By Fr. John Larson, MIC (May 17, 2010)
My generation is often referred to as "Generation X." This refers to those born between roughly 1964 and 1981. As a 1970 baby, I was in the middle of this demographic. It is not a generation that is usually associated with sanctity.

I remember a term we used for ourselves as teenagers: SKOTIEs. That stood for "spoiled kids of the eighties." It was a time known for a more self-centered approach to life, a time when schools were still safe generally (hardly any shootings, except in tough urban areas) and a time when technology was starting to change our habits (video games and primitive home computers). It was a time when dissent from at least a few Catholic teachings was just par for the course, and a time when vocations were tanking.

It was probably not all that different in Sassello, Italy, during the 1980s, but one big difference can be stated. In this little village, a teenage girl dying of bone cancer was growing in sanctity to the point that everyone around her noticed it. When she died on October 7, 1990, around 2,000 people attended the funeral. Many were touched by her holy desires to please God and the joy she would radiate in her last years. She saw the new situation of suffering leading to "a wonderful plan which is little by little revealing itself to me" (from her diary).

The plan is now revealing itself to us, because on Sept. 25, 2010, this girl will be proclaimed "Blessed" by the Catholic Church.

I plan on being there for this event, and my main reason is that Chiara Luce Badano — the girl mentioned — was born on October 29, 1971. She was one class behind me in school. She was, and is, a peer. I would not have guessed that someone from my generation, and someone rather close to my age, would be raised to the honors of the altar this soon. There will be chapels and eventually churches named after her. She will be remembered not as someone to pray for, but someone to pray to.

Vatican II talked about the universal call to holiness, but the post-Vatican II world seemed to me to be a universal call to ignore the teaching authority of the Church. Theologians flexed their intellectual muscles to find ways of making the conscience equal to, and an even greater authority than, "the old men in Rome." Holiness, for them, involved following one's conscience even when it went against the age-old teachings of the Church. It was a do-it-yourself approach to finding God. Its fruits were not just rotten. They were more like nuclear waste.

Chiara's parents were a bit older, married in 1960. They were probably not up to speed with the new trends. They wanted a child, but for 11 years they were unable to conceive. Finally, after much prayer, and in particular after the father prayed at a local shrine dedicated to Our Lady of the Rocche, Chiara came along. She was to be their only child.

They became involved with a movement called Focolare. In 1981, the parents and Chiara attended a big event in Rome called Familyfest. This had a major impact on Chiara. She wanted to commit herself to the Gospel whole-heartedly — to live it in a radical way. She started to focus on loving those around her with the love of Christ. She starts to do little acts of self-denial. She wrote such things in her diary as: "One of my classmates has chicken pox and everyone is afraid to go visit her. My parents have agreed that it's okay if I bring her her homework, so she won't feel alone. I think that love is more important than fear."

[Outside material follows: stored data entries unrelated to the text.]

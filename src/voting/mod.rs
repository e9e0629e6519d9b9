//! Vote Ledger
//!
//! One vote per (user, rumour). Switching direction moves a single vote
//! between the up and down tallies; voting the same way twice is rejected.

mod ledger;

pub use ledger::VoteLedger;
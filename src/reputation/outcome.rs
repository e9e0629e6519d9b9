//! Two-tier operation results
//!
//! The primary write (vote recorded, rumour confirmed) is authoritative.
//! The reputation bonus that follows is advisory: its failure is reported
//! here, never as an error.

use serde::{Deserialize, Serialize};

use crate::models::ProfileId;

/// How a trust score change was applied
#[derive(Debug, Clone, Copy, PartialEq, Eq, Serialize, Deserialize)]
pub enum ScoreAdjustment {
    /// Zero delta or no profile
    NoOp,
    /// Server-side atomic increment
    Atomic { new_score: i64 },
    /// Read-modify-write
    Fallback { previous: i64, new_score: i64 },
}

/// Why no bonus was attempted
#[derive(Debug, Clone, Copy, PartialEq, Eq, Serialize, Deserialize)]
pub enum SkipReason {
    /// Vote switches never earn points
    NotFreshUpvote,
    /// Downvotes never earn points
    Downvote,
    /// Rumour author was anonymized
    NoCreator,
    /// Creator voted on their own rumour
    SelfVote,
}

/// Result of the advisory reputation side effect
#[derive(Debug, Clone, PartialEq, Eq, Serialize, Deserialize)]
pub enum BonusOutcome {
    Skipped(SkipReason),
    Applied {
        profile_id: ProfileId,
        delta: i64,
        adjustment: ScoreAdjustment,
    },
    Failed {
        profile_id: ProfileId,
        delta: i64,
        reason: String,
    },
}

impl BonusOutcome {
    pub fn is_applied(&self) -> bool {
        matches!(self, BonusOutcome::Applied { .. })
    }

    pub fn is_failed(&self) -> bool {
        matches!(self, BonusOutcome::Failed { .. })
    }
}

/// Primary result plus the advisory bonus outcome
#[derive(Debug, Clone, PartialEq, Eq, Serialize, Deserialize)]
pub struct Outcome<T> {
    pub value: T,
    pub bonus: BonusOutcome,
}

impl<T> Outcome<T> {
    pub fn new(value: T, bonus: BonusOutcome) -> Self {
        Self { value, bonus }
    }

    pub fn map<U>(self, f: impl FnOnce(T) -> U) -> Outcome<U> {
        Outcome {
            value: f(self.value),
            bonus: self.bonus,
        }
    }
}
//! In-memory store
//!
//! Each method takes its map lock once, so individual calls are atomic the
//! way single statements are in PostgreSQL. Faults can be injected per
//! operation class, and the atomic increment capability can be switched off
//! to exercise the fallback path.

use async_trait::async_trait;
use std::collections::{HashMap, HashSet};
use std::sync::atomic::{AtomicBool, Ordering};
use tokio::sync::RwLock;

use super::{ProfileStore, RumourStore, TransferStore};
use crate::error::{StoreError, StoreResult};
use crate::models::profile::clamped_score;
use crate::models::{
    Profile, ProfileId, Rumour, RumourId, RumourStatus, Transfer, UserId, Vote, VoteDirection,
    VoteTally,
};

/// Operation classes that can be made to fail
#[derive(Debug, Clone, Copy, PartialEq, Eq, Hash)]
pub enum StoreFault {
    TransferWrite,
    StatusWrite,
    TallyWrite,
    VoteWrite,
    ScoreRead,
    ScoreWrite,
}

pub struct MemoryStore {
    profiles: RwLock<HashMap<ProfileId, i64>>,
    rumours: RwLock<HashMap<RumourId, Rumour>>,
    votes: RwLock<HashMap<(RumourId, UserId), Vote>>,
    transfers: RwLock<HashMap<RumourId, Transfer>>,
    atomic_increment: AtomicBool,
    faults: RwLock<HashSet<StoreFault>>,
}

impl MemoryStore {
    pub fn new() -> Self {
        Self {
            profiles: RwLock::new(HashMap::new()),
            rumours: RwLock::new(HashMap::new()),
            votes: RwLock::new(HashMap::new()),
            transfers: RwLock::new(HashMap::new()),
            atomic_increment: AtomicBool::new(true),
            faults: RwLock::new(HashSet::new()),
        }
    }

    /// Store without the atomic increment procedure
    pub fn without_atomic_increment() -> Self {
        let store = Self::new();
        store.set_atomic_increment(false);
        store
    }

    pub fn set_atomic_increment(&self, available: bool) {
        self.atomic_increment.store(available, Ordering::SeqCst);
    }

    pub async fn inject_fault(&self, fault: StoreFault) {
        self.faults.write().await.insert(fault);
    }

    pub async fn clear_fault(&self, fault: StoreFault) {
        self.faults.write().await.remove(&fault);
    }

    async fn check(&self, fault: StoreFault) -> StoreResult<()> {
        if self.faults.read().await.contains(&fault) {
            return Err(StoreError::Unavailable(format!("injected {:?} fault", fault)));
        }
        Ok(())
    }

    pub async fn insert_profile(&self, profile: Profile) {
        self.profiles.write().await.insert(profile.id, profile.trust_score);
    }

    pub async fn insert_rumour(&self, rumour: Rumour) {
        self.rumours.write().await.insert(rumour.id, rumour);
    }

    /// Seed a vote row without touching tallies
    pub async fn insert_vote(&self, vote: Vote) {
        self.votes.write().await.insert((vote.rumour_id, vote.user_id), vote);
    }

    pub async fn profile(&self, id: ProfileId) -> Option<Profile> {
        self.profiles
            .read()
            .await
            .get(&id)
            .map(|score| Profile { id, trust_score: *score })
    }

    pub async fn rumour(&self, id: RumourId) -> Option<Rumour> {
        self.rumours.read().await.get(&id).cloned()
    }

    pub async fn transfers(&self) -> Vec<Transfer> {
        self.transfers.read().await.values().cloned().collect()
    }

    pub async fn votes_for(&self, rumour_id: RumourId) -> Vec<Vote> {
        self.votes
            .read()
            .await
            .values()
            .filter(|v| v.rumour_id == rumour_id)
            .cloned()
            .collect()
    }
}

impl Default for MemoryStore {
    fn default() -> Self {
        Self::new()
    }
}

#[async_trait]
impl RumourStore for MemoryStore {
    async fn get_rumour(&self, id: RumourId) -> StoreResult<Option<Rumour>> {
        Ok(self.rumours.read().await.get(&id).cloned())
    }

    async fn latest_pending_rumour(&self) -> StoreResult<Option<Rumour>> {
        let rumours = self.rumours.read().await;
        Ok(rumours
            .values()
            .filter(|r| r.is_pending())
            .max_by_key(|r| r.created_at)
            .cloned())
    }

    async fn compare_and_set_tally(
        &self,
        id: RumourId,
        expected: VoteTally,
        new: VoteTally,
    ) -> StoreResult<bool> {
        self.check(StoreFault::TallyWrite).await?;
        let mut rumours = self.rumours.write().await;
        match rumours.get_mut(&id) {
            Some(rumour) if rumour.tally() == expected => {
                rumour.votes_up = new.votes_up;
                rumour.votes_down = new.votes_down;
                Ok(true)
            }
            _ => Ok(false),
        }
    }

    async fn overwrite_tally(&self, id: RumourId, tally: VoteTally) -> StoreResult<()> {
        self.check(StoreFault::TallyWrite).await?;
        let mut rumours = self.rumours.write().await;
        if let Some(rumour) = rumours.get_mut(&id) {
            rumour.votes_up = tally.votes_up;
            rumour.votes_down = tally.votes_down;
        }
        Ok(())
    }

    async fn transition_status(
        &self,
        id: RumourId,
        from: RumourStatus,
        to: RumourStatus,
    ) -> StoreResult<bool> {
        self.check(StoreFault::StatusWrite).await?;
        let mut rumours = self.rumours.write().await;
        match rumours.get_mut(&id) {
            Some(rumour) if rumour.status == from => {
                rumour.status = to;
                Ok(true)
            }
            _ => Ok(false),
        }
    }

    async fn get_vote(&self, rumour_id: RumourId, user_id: UserId) -> StoreResult<Option<Vote>> {
        Ok(self.votes.read().await.get(&(rumour_id, user_id)).cloned())
    }

    async fn upsert_vote(&self, vote: &Vote) -> StoreResult<Option<VoteDirection>> {
        self.check(StoreFault::VoteWrite).await?;
        let previous = self
            .votes
            .write()
            .await
            .insert((vote.rumour_id, vote.user_id), vote.clone());
        Ok(previous.map(|v| v.direction))
    }

    async fn count_votes(&self, rumour_id: RumourId) -> StoreResult<VoteTally> {
        let votes = self.votes.read().await;
        let tally = votes
            .values()
            .filter(|v| v.rumour_id == rumour_id)
            .fold(VoteTally::default(), |tally, v| match v.direction {
                VoteDirection::Up => VoteTally::new(tally.votes_up + 1, tally.votes_down),
                VoteDirection::Down => VoteTally::new(tally.votes_up, tally.votes_down + 1),
            });
        Ok(tally)
    }
}

#[async_trait]
impl ProfileStore for MemoryStore {
    async fn increment_trust_score(&self, id: ProfileId, delta: i64) -> StoreResult<Option<i64>> {
        if !self.atomic_increment.load(Ordering::SeqCst) {
            return Err(StoreError::Unsupported("increment_trust_score"));
        }
        self.check(StoreFault::ScoreWrite).await?;
        let mut profiles = self.profiles.write().await;
        Ok(profiles.get_mut(&id).map(|score| {
            *score = clamped_score(*score, delta);
            *score
        }))
    }

    async fn get_trust_score(&self, id: ProfileId) -> StoreResult<Option<i64>> {
        self.check(StoreFault::ScoreRead).await?;
        Ok(self.profiles.read().await.get(&id).copied())
    }

    async fn compare_and_set_trust_score(
        &self,
        id: ProfileId,
        expected: i64,
        new: i64,
    ) -> StoreResult<bool> {
        self.check(StoreFault::ScoreWrite).await?;
        let mut profiles = self.profiles.write().await;
        match profiles.get_mut(&id) {
            Some(score) if *score == expected => {
                *score = new;
                Ok(true)
            }
            _ => Ok(false),
        }
    }
}

#[async_trait]
impl TransferStore for MemoryStore {
    async fn insert_transfer(&self, transfer: &Transfer) -> StoreResult<()> {
        self.check(StoreFault::TransferWrite).await?;
        let mut transfers = self.transfers.write().await;
        if transfers.contains_key(&transfer.rumour_id) {
            return Err(StoreError::already_exists("transfer for rumour", transfer.rumour_id));
        }
        transfers.insert(transfer.rumour_id, transfer.clone());
        Ok(())
    }

    async fn get_transfer_for_rumour(&self, rumour_id: RumourId) -> StoreResult<Option<Transfer>> {
        Ok(self.transfers.read().await.get(&rumour_id).cloned())
    }

    async fn delete_transfer_for_rumour(&self, rumour_id: RumourId) -> StoreResult<bool> {
        self.check(StoreFault::TransferWrite).await?;
        Ok(self.transfers.write().await.remove(&rumour_id).is_some())
    }
}
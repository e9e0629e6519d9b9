//! Rumour Repository - rumour rows, tallies and status transitions

use sqlx::postgres::PgRow;
use sqlx::{PgPool, Row};
use tracing::debug;

use crate::error::{StoreError, StoreResult};
use crate::models::{Rumour, RumourCategory, RumourId, RumourStatus, VoteTally};

const RUMOUR_COLUMNS: &str = "id, creator_id, player_name, from_club, to_club, category, status, votes_up, votes_down, created_at";

pub struct RumourRepository {
    pool: PgPool,
}

impl RumourRepository {
    pub fn new(pool: PgPool) -> Self {
        Self { pool }
    }

    pub async fn get_rumour(&self, id: RumourId) -> StoreResult<Option<Rumour>> {
        let row = sqlx::query(&format!("SELECT {} FROM rumours WHERE id = $1", RUMOUR_COLUMNS))
            .bind(id)
            .fetch_optional(&self.pool)
            .await?;

        row.as_ref().map(rumour_from_row).transpose()
    }

    pub async fn latest_pending_rumour(&self) -> StoreResult<Option<Rumour>> {
        let row = sqlx::query(&format!(
            "SELECT {} FROM rumours WHERE status = 'pending' ORDER BY created_at DESC LIMIT 1",
            RUMOUR_COLUMNS
        ))
        .fetch_optional(&self.pool)
        .await?;

        row.as_ref().map(rumour_from_row).transpose()
    }

    pub async fn compare_and_set_tally(
        &self,
        id: RumourId,
        expected: VoteTally,
        new: VoteTally,
    ) -> StoreResult<bool> {
        let result = sqlx::query(
            r#"
            UPDATE rumours SET votes_up = $4, votes_down = $5
            WHERE id = $1 AND votes_up = $2 AND votes_down = $3
            "#,
        )
        .bind(id)
        .bind(expected.votes_up)
        .bind(expected.votes_down)
        .bind(new.votes_up)
        .bind(new.votes_down)
        .execute(&self.pool)
        .await?;

        Ok(result.rows_affected() == 1)
    }

    pub async fn overwrite_tally(&self, id: RumourId, tally: VoteTally) -> StoreResult<()> {
        sqlx::query("UPDATE rumours SET votes_up = $2, votes_down = $3 WHERE id = $1")
            .bind(id)
            .bind(tally.votes_up)
            .bind(tally.votes_down)
            .execute(&self.pool)
            .await?;

        Ok(())
    }

    pub async fn transition_status(
        &self,
        id: RumourId,
        from: RumourStatus,
        to: RumourStatus,
    ) -> StoreResult<bool> {
        let result = sqlx::query("UPDATE rumours SET status = $3 WHERE id = $1 AND status = $2")
            .bind(id)
            .bind(from.as_str())
            .bind(to.as_str())
            .execute(&self.pool)
            .await?;

        let applied = result.rows_affected() == 1;
        debug!(rumour_id = %id, from = from.as_str(), to = to.as_str(), applied = applied, "Status transition");
        Ok(applied)
    }
}

fn rumour_from_row(row: &PgRow) -> StoreResult<Rumour> {
    let status: String = row.try_get("status")?;
    let status = RumourStatus::from_db(&status).ok_or(StoreError::InvalidValue {
        field: "rumours.status",
        value: status.clone(),
    })?;
    let category: String = row.try_get("category")?;

    Ok(Rumour {
        id: row.try_get("id")?,
        creator_id: row.try_get("creator_id")?,
        player_name: row.try_get("player_name")?,
        from_club: row.try_get("from_club")?,
        to_club: row.try_get("to_club")?,
        category: RumourCategory::from_db(&category),
        status,
        votes_up: row.try_get("votes_up")?,
        votes_down: row.try_get("votes_down")?,
        created_at: row.try_get("created_at")?,
    })
}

It many ways she was a typical teenage girl. She experienced tension with her parents. For instance, they had to work out a compromise on how late she could stay out. She had a wide circle of friends and liked to spend the evening with her friends in coffee shops. She was involved in various sports, such as tennis and swimming. She liked to sing and dance and was considering a possible career as a flight attendant. She didn't always get perfect marks. She even failed math once.

However, her typical teenage life changed when, one day while playing tennis, she experience a sharp pain in her left shoulder. It turned out to be bone cancer. She spent some time alone in her room and essentially abandoned herself to divine providence. She wrote "The illness arrived just at the right moment because I was going in the wrong direction" and saw it as improving her relationship with God. As the painful treatments were applied, she offered all her pain up without hesitation. She would say, "It's for you, Jesus; if You want it, I want it too." This was said, no doubt, in the sense of being a victim soul and sharing in the sufferings of Christ. She focused on Jesus Forsaken — a way of looking at Christ that is promoted in the Focolare movement. She focused on consoling Jesus.

Her doctor was an atheist who was very critical of the Church. However, he was impacted by her witness. He said that because of her he found consistency in the Christian message. "Everything about Christianity makes sense to me."

Her illness lasted three years, but she remained cheerful through it all. She wrote the following to Chiara Lubich, foundress of the Focolare movement, in July of 1990: "Medicine has laid down its arms. Since we stopped the treatment, the pain in my back has increased. But it's my Spouse who is coming to see me. I repeat with you, 'If You want it, I want it too.'"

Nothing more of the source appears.